What’s happening further down the mountain may point to what could happen in a drier future, not only for the canopy epiphytes, but also for the entire ecosystem.
Balance in a Changing Environment
The drought-stress response of plants may be the focus of the summer research, but the F&M team is also looking at the effects of climate and land-use change on the broader biological community.

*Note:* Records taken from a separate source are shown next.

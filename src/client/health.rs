//! # Connection Health Indicator
//!
//! Derived connection state exposed to the UI. The indicator is the only
//! place transient network failures are allowed to surface; they never
//! appear as errors on the read or write path.

use serde::{Deserialize, Serialize};

/// Whether the agent currently holds a live server connection
#[derive(Debug, Clone, Copy, PartialEq, Eq, Serialize, Deserialize)]
#[serde(rename_all = "kebab-case")]
pub enum ConnectionHealth {
    /// Broadcast channel is live; pushes and pulls are flowing
    Connected,
    /// No live connection: offline, reconnecting, or no server configured
    Disconnected,
}

impl ConnectionHealth {
    /// True when the agent holds a live connection
    pub fn is_connected(&self) -> bool {
        matches!(self, Self::Connected)
    }
}

impl Default for ConnectionHealth {
    fn default() -> Self {
        Self::Disconnected
    }
}
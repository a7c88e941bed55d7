//! Server setup: configuration, shared state, and app construction

pub mod config;
pub mod init;
pub mod state;

pub use config::ServerConfig;
pub use init::create_app;
pub use state::AppState;
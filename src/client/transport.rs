//! # HTTP Transport
//!
//! The agent's view of the wire: `GET /data`, `PUT /data`, and the SSE
//! change subscription, over a shared `reqwest` client.
//!
//! Fetch and push carry a per-request timeout; a request that does not
//! complete within it is a plain transport failure with no partial effect
//! on the agent. The subscription deliberately has no overall timeout
//! (it is a long-lived stream) - only the handshake is bounded.

use std::pin::Pin;
use std::time::Duration;

use futures_util::{stream, Stream, StreamExt};
use uuid::Uuid;

use crate::client::error::ClientError;
use crate::shared::event::{CLIENT_ID_HEADER, SUBSCRIBE_HEADER};
use crate::shared::{ChannelMessage, Document};

/// Stream of parsed change notices from the subscription.
///
/// The stream ends when the server closes the connection; an `Err` item
/// reports a mid-stream transport failure. Either way the driver treats
/// it as a lost connection.
pub type NoticeStream = Pin<Box<dyn Stream<Item = Result<ChannelMessage, ClientError>> + Send>>;

/// HTTP transport bound to one sync server
#[derive(Debug, Clone)]
pub struct HttpTransport {
    http: reqwest::Client,
    base_url: String,
    client_id: Uuid,
    request_timeout: Duration,
}

impl HttpTransport {
    /// Create a transport for `server_url`.
    ///
    /// Generates a fresh client id; the server uses it to avoid echoing
    /// this client's own changes back over the subscription.
    pub fn new(
        server_url: &str,
        request_timeout: Duration,
        connect_timeout: Duration,
    ) -> Result<Self, ClientError> {
        let http = reqwest::Client::builder()
            .connect_timeout(connect_timeout)
            .build()
            .map_err(|e| ClientError::transport(format!("build http client: {e}")))?;
        Ok(Self {
            http,
            base_url: server_url.trim_end_matches('/').to_string(),
            client_id: Uuid::new_v4(),
            request_timeout,
        })
    }

    /// This client's change-origin id
    pub fn client_id(&self) -> Uuid {
        self.client_id
    }

    fn url(&self, path: &str) -> String {
        format!("{}{}", self.base_url, path)
    }

    /// GET the current document from the server
    pub async fn fetch(&self) -> Result<Document, ClientError> {
        let response = self
            .http
            .get(self.url("/data"))
            .timeout(self.request_timeout)
            .send()
            .await
            .map_err(transport_error)?;

        let status = response.status();
        if !status.is_success() {
            return Err(ClientError::transport(format!("GET /data returned {status}")));
        }
        response.json::<Document>().await.map_err(transport_error)
    }

    /// PUT a full replacement document; returns the stamped document
    pub async fn push(&self, document: Document) -> Result<Document, ClientError> {
        let response = self
            .http
            .put(self.url("/data"))
            .timeout(self.request_timeout)
            .header(CLIENT_ID_HEADER, self.client_id.to_string())
            .json(&document)
            .send()
            .await
            .map_err(transport_error)?;

        let status = response.status();
        if status == reqwest::StatusCode::BAD_REQUEST {
            let detail = response.text().await.unwrap_or_default();
            return Err(ClientError::rejected(detail));
        }
        if !status.is_success() {
            return Err(ClientError::transport(format!("PUT /data returned {status}")));
        }
        response.json::<Document>().await.map_err(transport_error)
    }

    /// Open the change subscription.
    ///
    /// Resolves once the handshake completes (bounded by the request
    /// timeout); the returned stream then yields notices until the
    /// connection drops.
    pub async fn subscribe(&self) -> Result<NoticeStream, ClientError> {
        let request = self
            .http
            .get(self.url("/events"))
            .header(SUBSCRIBE_HEADER, "")
            .query(&[("client", self.client_id.to_string())])
            .send();

        let response = tokio::time::timeout(self.request_timeout, request)
            .await
            .map_err(|_| ClientError::transport("subscription handshake timed out"))?
            .map_err(transport_error)?;

        let status = response.status();
        if !status.is_success() {
            return Err(ClientError::transport(format!("subscription refused: {status}")));
        }

        let body = response.bytes_stream();
        let notices = stream::unfold(
            (body, String::new()),
            |(mut body, mut buffer)| async move {
                loop {
                    // Emit any complete frame already buffered
                    if let Some(end) = buffer.find("\n\n") {
                        let frame: String = buffer.drain(..end + 2).collect();
                        if let Some(notice) = parse_sse_frame(&frame) {
                            return Some((notice, (body, buffer)));
                        }
                        continue;
                    }
                    match body.next().await {
                        Some(Ok(chunk)) => {
                            buffer.push_str(&String::from_utf8_lossy(&chunk));
                        }
                        Some(Err(e)) => {
                            return Some((
                                Err(ClientError::transport(format!("subscription read: {e}"))),
                                (body, buffer),
                            ));
                        }
                        None => return None,
                    }
                }
            },
        );

        Ok(Box::pin(notices))
    }
}

/// Parse one SSE frame into a notice.
///
/// Returns `None` for keep-alive comments and frames without data lines.
fn parse_sse_frame(frame: &str) -> Option<Result<ChannelMessage, ClientError>> {
    let mut data = String::new();
    for line in frame.lines() {
        let line = line.trim_end_matches('\r');
        if let Some(rest) = line.strip_prefix("data:") {
            if !data.is_empty() {
                data.push('\n');
            }
            data.push_str(rest.trim_start());
        }
    }
    if data.is_empty() {
        return None;
    }
    Some(
        serde_json::from_str::<ChannelMessage>(&data)
            .map_err(|e| ClientError::transport(format!("unparseable notice: {e}"))),
    )
}

fn transport_error(err: reqwest::Error) -> ClientError {
    if err.is_timeout() {
        ClientError::transport("request timed out")
    } else {
        ClientError::transport(err.to_string())
    }
}
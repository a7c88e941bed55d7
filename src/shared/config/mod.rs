//! Application configuration module
//!
//! Provides the base configuration types shared by the server and client.

use thiserror::Error;

/// Application configuration
#[derive(Debug, Clone, Default)]
pub struct AppConfig {
    /// Sync server URL; `None` means offline-only operation
    pub server_url: Option<String>,
}

impl AppConfig {
    /// Create a new AppConfigBuilder
    pub fn builder() -> AppConfigBuilder {
        AppConfigBuilder::default()
    }

    /// Validate the configuration
    pub fn validate(&self) -> Result<(), ConfigError> {
        if let Some(url) = &self.server_url {
            if !url.starts_with("http://") && !url.starts_with("https://") {
                return Err(ConfigError::InvalidUrl(url.clone()));
            }
        }
        Ok(())
    }
}

/// Builder for AppConfig
#[derive(Debug, Default)]
pub struct AppConfigBuilder {
    server_url: Option<String>,
}

impl AppConfigBuilder {
    /// Set the server URL
    pub fn server_url(mut self, url: String) -> Self {
        self.server_url = Some(url);
        self
    }

    /// Build the configuration
    pub fn build(self) -> Result<AppConfig, ConfigError> {
        let config = AppConfig { server_url: self.server_url };
        config.validate()?;
        Ok(config)
    }
}

/// Configuration errors
#[derive(Debug, Error)]
pub enum ConfigError {
    #[error("invalid URL: {0}")]
    InvalidUrl(String),
    #[error("missing value: {0}")]
    MissingValue(&'static str),
    #[error("unreadable config file: {0}")]
    Unreadable(String),
}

By studying the differences and adaptations of plants, the team hopes the research will illuminate evolutionary strategies in response to a changing climate.
“Comparing the functional traits of similar species in these different locations will give us insight into how certain species are affected by changes in climate, and whether they’ll be able to survive these changes,” says Andrew Glunk ’15, who will return to Costa Rica for his second summer of research. “This is important because our study site (Monteverde) has documented decreases in cloud cover and rainfall, two things essential to epiphyte life.”
Other members of the team are working diligently in Lancaster, crafting experiments in the lab by creating their own clouds. In the College’s Steinman Plant Growth Facility, Dix is working on an independent study project measuring how plants absorb water from the air and their responses in the absence of available moisture. To test these responses, she had to figure out how to craft a fog box to simulate cloud forest conditions. With engineering help from F&M electronics engineer Steve Spadafore and a modified fan, she connected sensors to plant stems so she can see what happens when she subjects the plants to drought conditions and then offers them a cloud bath.
“I’m trying to see how important cloud water is to plants under stress,” she says. “If they don’t get water from the soil, will they rehydrate through their leaves?” She’s discovering that plants experiencing drought react differently. “I didn’t really appreciate how much original research I’d get to do as an undergraduate,” she says.
‘My Cathedral’
It’s this hands-on approach that has always inspired Gotsch, and it’s what she loves sharing with students. Her own desire to become a biologist should have come as no surprise to her family. As a child she wanted to live her life outdoors, collecting pressed leaves she gathered and creating her own textbooks. When a high school biology teacher took classes outside for real-world lessons, Gotsch knew she had found her calling.
“That moment it hit me. I can go outside and learn about how the world works. I can understand what I see in a forest,” she recalls. “Once you walk in the forest with the veil lifted, everything changes.”
That inspiration fuels all of her research. Rather than shy away from physical, messy fieldwork, she embraces it.
“People say, ‘Don’t you worry about getting hit by lightning in a tree?’ But I feel so lucky,” she says. “This is my cathedral. By bringing my students, who are so talented in so many disciplines, to this incredible place, they can help me describe the majesty.”